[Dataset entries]

use crate::dispatch::error::SendError;
use crate::monitor::MonitorError;
use crate::repository::error::DatabaseError;
use crate::service::error::ServiceError;

#[derive(Debug, thiserror::Error)]
#[non_exhaustive]
pub enum BotError {
    #[error("Invalid argument for {parameter}: {reason}")]
    InvalidCommandArgument { parameter: String, reason: String },

    #[error("ServiceError: {0}")]
    ServiceError(#[from] ServiceError),

    #[error("MonitorError: {0}")]
    MonitorError(#[from] MonitorError),

    #[error("DatabaseError: {0}")]
    DatabaseError(#[from] DatabaseError),

    #[error("SendError: {0}")]
    SendError(#[from] SendError),
}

» **WHAT YOU NEED TO DO**:
Your reply should consist of the records, duplicated exactly.

» **TASK ANSWER**:
use crate::dispatch::error::SendError;
use crate::monitor::MonitorError;
use crate::repository::error::DatabaseError;
use crate::service::error::ServiceError;

#[derive(Debug, thiserror::Error)]
#[non_exhaustive]
pub enum BotError {
    #[error("Invalid argument for {parameter}: {reason}")]
    InvalidCommandArgument { parameter: String, reason: String },

    #[error("ServiceError: {0}")]
    ServiceError(#[from] ServiceError),

    #[error("MonitorError: {0}")]
    MonitorError(#[from] MonitorError),

    #[error("DatabaseError: {0}")]
    DatabaseError(#[from] DatabaseError),

    #[error("SendError: {0}")]
    SendError(#[from] SendError),
}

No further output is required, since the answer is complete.